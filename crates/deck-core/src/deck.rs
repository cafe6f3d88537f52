//! Card entities and the deck that owns them.

use crate::assets::FaceImage;
use crate::constants::{FRONT_FACE_REST_Z, FRONT_FACE_REVEALED_Z};
use crate::content::CardInfo;
use fnv::FnvHashMap;
use glam::{EulerRot, Mat4, Quat, Vec3};
use smallvec::SmallVec;

/// Stable card identity: the card's index in the content table.
#[derive(Clone, Copy, Debug, PartialEq, Eq, Hash, PartialOrd, Ord)]
pub struct CardId(pub usize);

/// Identity of one pickable visual part of a card.
#[derive(Clone, Copy, Debug, PartialEq, Eq, Hash)]
pub struct PartId(pub u32);

#[derive(Clone, Copy, Debug, PartialEq)]
pub struct Transform {
    pub position: Vec3,
    /// Euler angles applied in XYZ order.
    pub rotation: Vec3,
    pub scale: f32,
}

impl Default for Transform {
    fn default() -> Self {
        Self {
            position: Vec3::ZERO,
            rotation: Vec3::ZERO,
            scale: 1.0,
        }
    }
}

impl Transform {
    pub fn matrix(&self) -> Mat4 {
        let rotation = Quat::from_euler(
            EulerRot::XYZ,
            self.rotation.x,
            self.rotation.y,
            self.rotation.z,
        );
        Mat4::from_scale_rotation_translation(Vec3::splat(self.scale), rotation, self.position)
    }
}

#[derive(Clone, Debug)]
pub struct FacePart {
    pub id: PartId,
    /// Depth offset in the card's local frame.
    pub offset_z: f32,
    pub visible: bool,
}

impl FacePart {
    pub fn matrix(&self, card: &Transform) -> Mat4 {
        card.matrix() * Mat4::from_translation(Vec3::new(0.0, 0.0, self.offset_z))
    }
}

#[derive(Clone, Copy, Debug, PartialEq, Eq)]
pub enum FaceSide {
    Back,
    Front,
}

#[derive(Clone, Debug)]
pub struct CardEntity {
    pub id: CardId,
    pub info: CardInfo,
    pub base_offset: f32,
    pub transform: Transform,
    pub back: FacePart,
    pub front: FacePart,
    pub front_image: FaceImage,
}

impl CardEntity {
    pub fn side(&self) -> FaceSide {
        if self.back.visible {
            FaceSide::Back
        } else {
            FaceSide::Front
        }
    }

    pub fn parts(&self) -> [&FacePart; 2] {
        [&self.back, &self.front]
    }

    /// Hide the back and bring the front forward.
    pub fn turn_face_up(&mut self) {
        self.back.visible = false;
        self.front.offset_z = FRONT_FACE_REVEALED_Z;
    }
}

/// Ordered cards, shrinking only by removal.
///
/// Keeps an explicit index from every part to its owning card so hit tests
/// never have to walk a scene graph.
pub struct Deck {
    cards: Vec<CardEntity>,
    owners: FnvHashMap<PartId, CardId>,
    initial_len: usize,
}

impl Deck {
    pub fn new(infos: Vec<CardInfo>, spacing: f32) -> Self {
        let count = infos.len();
        let half = count as f32 / 2.0;
        let mut owners = FnvHashMap::default();
        let mut cards = Vec::with_capacity(count);
        for (i, info) in infos.into_iter().enumerate() {
            let id = CardId(i);
            let back = PartId((i * 2) as u32);
            let front = PartId((i * 2 + 1) as u32);
            owners.insert(back, id);
            owners.insert(front, id);
            let base_offset = (i as f32 - half) * spacing;
            cards.push(CardEntity {
                id,
                info,
                base_offset,
                transform: Transform {
                    position: Vec3::new(base_offset, 0.0, 0.0),
                    ..Transform::default()
                },
                back: FacePart {
                    id: back,
                    offset_z: 0.0,
                    visible: true,
                },
                front: FacePart {
                    id: front,
                    offset_z: FRONT_FACE_REST_Z,
                    visible: true,
                },
                front_image: FaceImage::Blank,
            });
        }
        Self {
            cards,
            owners,
            initial_len: count,
        }
    }

    pub fn len(&self) -> usize {
        self.cards.len()
    }

    pub fn is_empty(&self) -> bool {
        self.cards.is_empty()
    }

    /// Card count at creation; the scroll range is derived from it.
    pub fn initial_len(&self) -> usize {
        self.initial_len
    }

    pub fn iter(&self) -> impl Iterator<Item = &CardEntity> {
        self.cards.iter()
    }

    pub fn iter_mut(&mut self) -> impl Iterator<Item = &mut CardEntity> {
        self.cards.iter_mut()
    }

    fn position(&self, id: CardId) -> Option<usize> {
        // ids are creation indices and removal preserves order
        self.cards.binary_search_by_key(&id, |c| c.id).ok()
    }

    pub fn get(&self, id: CardId) -> Option<&CardEntity> {
        self.position(id).map(|i| &self.cards[i])
    }

    pub fn get_mut(&mut self, id: CardId) -> Option<&mut CardEntity> {
        self.position(id).map(move |i| &mut self.cards[i])
    }

    pub fn contains(&self, id: CardId) -> bool {
        self.position(id).is_some()
    }

    pub fn owner_of(&self, part: PartId) -> Option<CardId> {
        self.owners.get(&part).copied()
    }

    pub fn parts_of(&self, id: CardId) -> SmallVec<[PartId; 2]> {
        self.get(id)
            .map(|c| c.parts().iter().map(|p| p.id).collect())
            .unwrap_or_default()
    }

    /// Remove a card for good, dropping its parts from the index.
    pub fn remove(&mut self, id: CardId) -> Option<CardEntity> {
        let index = self.position(id)?;
        let card = self.cards.remove(index);
        for part in card.parts() {
            self.owners.remove(&part.id);
        }
        Some(card)
    }
}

* WHAT YOU NEED TO DO *
Return every line above exactly.

* ANSWER TO THIS EXERCISE *
filename crates/deck-core/src/deck.rs
repository cafe6f3d88537f52
//! Card entities and the deck that owns them.

use crate::assets::FaceImage;
use crate::constants::{FRONT_FACE_REST_Z, FRONT_FACE_REVEALED_Z};
use crate::content::CardInfo;
use fnv::FnvHashMap;
use glam::{EulerRot, Mat4, Quat, Vec3};
use smallvec::SmallVec;

/// Stable card identity: the card's index in the content table.
#[derive(Clone, Copy, Debug, PartialEq, Eq, Hash, PartialOrd, Ord)]
pub struct CardId(pub usize);

/// Identity of one pickable visual part of a card.
#[derive(Clone, Copy, Debug, PartialEq, Eq, Hash)]
pub struct PartId(pub u32);

#[derive(Clone, Copy, Debug, PartialEq)]
pub struct Transform {
    pub position: Vec3,
    /// Euler angles applied in XYZ order.
    pub rotation: Vec3,
    pub scale: f32,
}

impl Default for Transform {
    fn default() -> Self {
        Self {
            position: Vec3::ZERO,
            rotation: Vec3::ZERO,
            scale: 1.0,
        }
    }
}

impl Transform {
    pub fn matrix(&self) -> Mat4 {
        let rotation = Quat::from_euler(
            EulerRot::XYZ,
            self.rotation.x,
            self.rotation.y,
            self.rotation.z,
        );
        Mat4::from_scale_rotation_translation(Vec3::splat(self.scale), rotation, self.position)
    }
}

#[derive(Clone, Debug)]
pub struct FacePart {
    pub id: PartId,
    /// Depth offset in the card's local frame.
    pub offset_z: f32,
    pub visible: bool,
}

impl FacePart {
    pub fn matrix(&self, card: &Transform) -> Mat4 {
        card.matrix() * Mat4::from_translation(Vec3::new(0.0, 0.0, self.offset_z))
    }
}

#[derive(Clone, Copy, Debug, PartialEq, Eq)]
pub enum FaceSide {
    Back,
    Front,
}

#[derive(Clone, Debug)]
pub struct CardEntity {
    pub id: CardId,
    pub info: CardInfo,
    pub base_offset: f32,
    pub transform: Transform,
    pub back: FacePart,
    pub front: FacePart,
    pub front_image: FaceImage,
}

impl CardEntity {
    pub fn side(&self) -> FaceSide {
        if self.back.visible {
            FaceSide::Back
        } else {
            FaceSide::Front
        }
    }

    pub fn parts(&self) -> [&FacePart; 2] {
        [&self.back, &self.front]
    }

    /// Hide the back and bring the front forward.
    pub fn turn_face_up(&mut self) {
        self.back.visible = false;
        self.front.offset_z = FRONT_FACE_REVEALED_Z;
    }
}

/// Ordered cards, shrinking only by removal.
///
/// Keeps an explicit index from every part to its owning card so hit tests
/// never have to walk a scene graph.
pub struct Deck {
    cards: Vec<CardEntity>,
    owners: FnvHashMap<PartId, CardId>,
    initial_len: usize,
}

impl Deck {
    pub fn new(infos: Vec<CardInfo>, spacing: f32) -> Self {
        let count = infos.len();
        let half = count as f32 / 2.0;
        let mut owners = FnvHashMap::default();
        let mut cards = Vec::with_capacity(count);
        for (i, info) in infos.into_iter().enumerate() {
            let id = CardId(i);
            let back = PartId((i * 2) as u32);
            let front = PartId((i * 2 + 1) as u32);
            owners.insert(back, id);
            owners.insert(front, id);
            let base_offset = (i as f32 - half) * spacing;
            cards.push(CardEntity {
                id,
                info,
                base_offset,
                transform: Transform {
                    position: Vec3::new(base_offset, 0.0, 0.0),
                    ..Transform::default()
                },
                back: FacePart {
                    id: back,
                    offset_z: 0.0,
                    visible: true,
                },
                front: FacePart {
                    id: front,
                    offset_z: FRONT_FACE_REST_Z,
                    visible: true,
                },
                front_image: FaceImage::Blank,
            });
        }
        Self {
            cards,
            owners,
            initial_len: count,
        }
    }

    pub fn len(&self) -> usize {
        self.cards.len()
    }

    pub fn is_empty(&self) -> bool {
        self.cards.is_empty()
    }

    /// Card count at creation; the scroll range is derived from it.
    pub fn initial_len(&self) -> usize {
        self.initial_len
    }

    pub fn iter(&self) -> impl Iterator<Item = &CardEntity> {
        self.cards.iter()
    }

    pub fn iter_mut(&mut self) -> impl Iterator<Item = &mut CardEntity> {
        self.cards.iter_mut()
    }

    fn position(&self, id: CardId) -> Option<usize> {
        // ids are creation indices and removal preserves order
        self.cards.binary_search_by_key(&id, |c| c.id).ok()
    }

    pub fn get(&self, id: CardId) -> Option<&CardEntity> {
        self.position(id).map(|i| &self.cards[i])
    }

    pub fn get_mut(&mut self, id: CardId) -> Option<&mut CardEntity> {
        self.position(id).map(move |i| &mut self.cards[i])
    }

    pub fn contains(&self, id: CardId) -> bool {
        self.position(id).is_some()
    }

    pub fn owner_of(&self, part: PartId) -> Option<CardId> {
        self.owners.get(&part).copied()
    }

    pub fn parts_of(&self, id: CardId) -> SmallVec<[PartId; 2]> {
        self.get(id)
            .map(|c| c.parts().iter().map(|p| p.id).collect())
            .unwrap_or_default()
    }

    /// Remove a card for good, dropping its parts from the index.
    pub fn remove(&mut self, id: CardId) -> Option<CardEntity> {
        let index = self.position(id)?;
        let card = self.cards.remove(index);
        for part in card.parts() {
            self.owners.remove(&part.id);
        }
        Some(card)
    }
}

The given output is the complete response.